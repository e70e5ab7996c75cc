use std::env;
use std::path::{Path, PathBuf};
use std::str::FromStr;
use std::time::Duration;

use thiserror::Error;

// Default configuration constants
pub const DEFAULT_DATA_API_BASE_URL: &str = "https://apis.data.go.kr/6260000";
pub const DEFAULT_MAX_PAGES: u32 = 10;
pub const DEFAULT_PAGE_SIZE: u32 = 100;
/// Largest `numOfRows` the open-data listings accept
pub const MAX_PAGE_SIZE: u32 = 100;
pub const DEFAULT_PAGE_DELAY_MS: u64 = 500;
pub const DEFAULT_TIMEOUT_SECS: u64 = 30;
pub const DEFAULT_OUTPUT_DIR: &str = "data";
pub const DEFAULT_LLM_BASE_URL: &str = "https://api.upstage.ai/v1";
pub const DEFAULT_LLM_MODEL: &str = "solar-pro2";

pub const DATA_API_KEY_VAR: &str = "DATA_API_KEY";
pub const LLM_API_KEY_VAR: &str = "LLM_API_KEY";

#[derive(Debug, Error, PartialEq, Eq)]
pub enum ConfigError {
    #[error("{0} is not configured")]
    Missing(&'static str),
}

pub fn load_env_file(env_file: Option<&str>) {
    if let Some(path) = env_file {
        dotenvy::from_path(Path::new(path)).ok();
    } else {
        dotenvy::dotenv().ok();
    }
}

pub fn get_data_api_key() -> Option<String> {
    non_blank_var(DATA_API_KEY_VAR)
}

pub fn get_data_api_base_url() -> String {
    sanitize_base_url(
        &env::var("DATA_API_BASE_URL").unwrap_or_else(|_| DEFAULT_DATA_API_BASE_URL.to_string()),
        DEFAULT_DATA_API_BASE_URL,
    )
}

pub fn get_max_pages() -> u32 {
    parse_var("COLLECT_MAX_PAGES", DEFAULT_MAX_PAGES)
}

pub fn get_page_size() -> u32 {
    clamp_page_size(parse_var("COLLECT_PAGE_SIZE", DEFAULT_PAGE_SIZE))
}

/// Keep a page size within `1..=MAX_PAGE_SIZE`, warning when it had to move.
pub fn clamp_page_size(requested: u32) -> u32 {
    let size = requested.clamp(1, MAX_PAGE_SIZE);
    if size != requested {
        tracing::warn!(requested, used = size, "Page size out of range");
    }
    size
}

pub fn get_page_delay() -> Duration {
    Duration::from_millis(parse_var("COLLECT_PAGE_DELAY_MS", DEFAULT_PAGE_DELAY_MS))
}

pub fn get_request_timeout() -> Duration {
    Duration::from_secs(parse_var("COLLECT_TIMEOUT_SECS", DEFAULT_TIMEOUT_SECS))
}

pub fn get_output_dir() -> PathBuf {
    PathBuf::from(non_blank_var("OUTPUT_DIR").unwrap_or_else(|| DEFAULT_OUTPUT_DIR.to_string()))
}

pub fn get_llm_api_key() -> Option<String> {
    non_blank_var(LLM_API_KEY_VAR)
}

pub fn get_llm_base_url() -> String {
    sanitize_base_url(
        &env::var("LLM_BASE_URL").unwrap_or_else(|_| DEFAULT_LLM_BASE_URL.to_string()),
        DEFAULT_LLM_BASE_URL,
    )
}

pub fn get_llm_model() -> String {
    non_blank_var("LLM_MODEL").unwrap_or_else(|| DEFAULT_LLM_MODEL.to_string())
}

/// Trim whitespace and trailing slashes; fall back when nothing is left.
pub fn sanitize_base_url(raw: &str, fallback: &str) -> String {
    let trimmed = raw.trim().trim_end_matches('/');
    if trimmed.is_empty() {
        fallback.to_string()
    } else {
        trimmed.to_string()
    }
}

fn non_blank_var(name: &str) -> Option<String> {
    env::var(name)
        .ok()
        .map(|v| v.trim().to_string())
        .filter(|v| !v.is_empty())
}

fn parse_var<T: FromStr + Copy + std::fmt::Display>(name: &str, default: T) -> T {
    match non_blank_var(name) {
        Some(raw) => raw.parse::<T>().unwrap_or_else(|_| {
            tracing::warn!(var = name, value = %raw, %default, "Ignoring unparseable value");
            default
        }),
        None => default,
    }
}

/// How a present-but-unparseable item field affects a collection run.
#[derive(Debug, Clone, Copy, PartialEq, Eq, Default)]
pub enum ItemPolicy {
    /// Abort the remaining pagination; the failing page contributes nothing.
    #[default]
    Strict,
    /// Drop the offending item with a warning and keep going.
    Skip,
}

/// Settings for one collector run.
#[derive(Debug, Clone)]
pub struct CollectorConfig {
    pub api_key: String,
    pub base_url: String,
    pub max_pages: u32,
    pub page_size: u32,
    pub page_delay: Duration,
    pub timeout: Duration,
    pub output_dir: PathBuf,
    pub item_policy: ItemPolicy,
}

impl CollectorConfig {
    pub fn from_env() -> Result<Self, ConfigError> {
        let api_key = get_data_api_key().ok_or(ConfigError::Missing(DATA_API_KEY_VAR))?;
        Ok(Self {
            api_key,
            base_url: get_data_api_base_url(),
            max_pages: get_max_pages(),
            page_size: get_page_size(),
            page_delay: get_page_delay(),
            timeout: get_request_timeout(),
            output_dir: get_output_dir(),
            item_policy: ItemPolicy::default(),
        })
    }
}

/// Settings for the chat probe.
#[derive(Debug, Clone)]
pub struct ProbeConfig {
    pub api_key: String,
    pub base_url: String,
    pub model: String,
}

impl ProbeConfig {
    pub fn from_env() -> Result<Self, ConfigError> {
        let api_key = get_llm_api_key().ok_or(ConfigError::Missing(LLM_API_KEY_VAR))?;
        Ok(Self {
            api_key,
            base_url: get_llm_base_url(),
            model: get_llm_model(),
        })
    }
}
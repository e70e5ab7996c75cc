//! Wire types for the OpenAI-compatible chat-completions endpoint.

use serde::{Deserialize, Serialize};

#[derive(Debug, Clone, PartialEq, Serialize, Deserialize)]
pub struct ChatMessage {
    pub role: String,
    #[serde(default)]
    pub content: Option<String>,
}

impl ChatMessage {
    pub fn user(content: impl Into<String>) -> Self {
        Self {
            role: "user".to_string(),
            content: Some(content.into()),
        }
    }
}

/// Request body. Only model, messages and the stream flag are sent.
#[derive(Debug, Clone, Serialize)]
pub struct ChatRequest {
    pub model: String,
    pub messages: Vec<ChatMessage>,
    pub stream: bool,
}

#[derive(Debug, Clone, Deserialize)]
pub struct ChatResponse {
    #[serde(default)]
    pub id: Option<String>,
    #[serde(default)]
    pub model: Option<String>,
    pub choices: Vec<Choice>,
}

#[derive(Debug, Clone, Deserialize)]
pub struct Choice {
    #[serde(default)]
    pub index: u32,
    pub message: ChatMessage,
    #[serde(default)]
    pub finish_reason: Option<String>,
}

/// One `chat.completion.chunk` event from a streamed response
#[derive(Debug, Clone, Deserialize)]
pub struct StreamChunk {
    #[serde(default)]
    pub id: Option<String>,
    #[serde(default)]
    pub choices: Vec<ChunkChoice>,
    /// Set when the server reports a failure mid-stream
    #[serde(default)]
    pub error: Option<ApiErrorDetail>,
}

#[derive(Debug, Clone, Deserialize)]
pub struct ChunkChoice {
    #[serde(default)]
    pub index: u32,
    #[serde(default)]
    pub delta: Delta,
    #[serde(default)]
    pub finish_reason: Option<String>,
}

#[derive(Debug, Clone, Default, Deserialize)]
pub struct Delta {
    #[serde(default)]
    pub role: Option<String>,
    #[serde(default)]
    pub content: Option<String>,
}

impl StreamChunk {
    /// Content of the first choice, if this chunk carries any
    pub fn content(&self) -> Option<&str> {
        self.choices.first().and_then(|c| c.delta.content.as_deref())
    }
}

/// Error envelope returned on non-2xx responses
#[derive(Debug, Clone, Deserialize)]
pub struct ApiErrorBody {
    pub error: ApiErrorDetail,
}

#[derive(Debug, Clone, Deserialize)]
pub struct ApiErrorDetail {
    pub message: String,
}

PROBLEM TO SOLVE: Which lines of the listing include the string "ApiErrorDetail"? Pull them out.

ANSWER BELOW:
    pub error: Option<ApiErrorDetail>,
    pub error: ApiErrorDetail,
pub struct ApiErrorDetail {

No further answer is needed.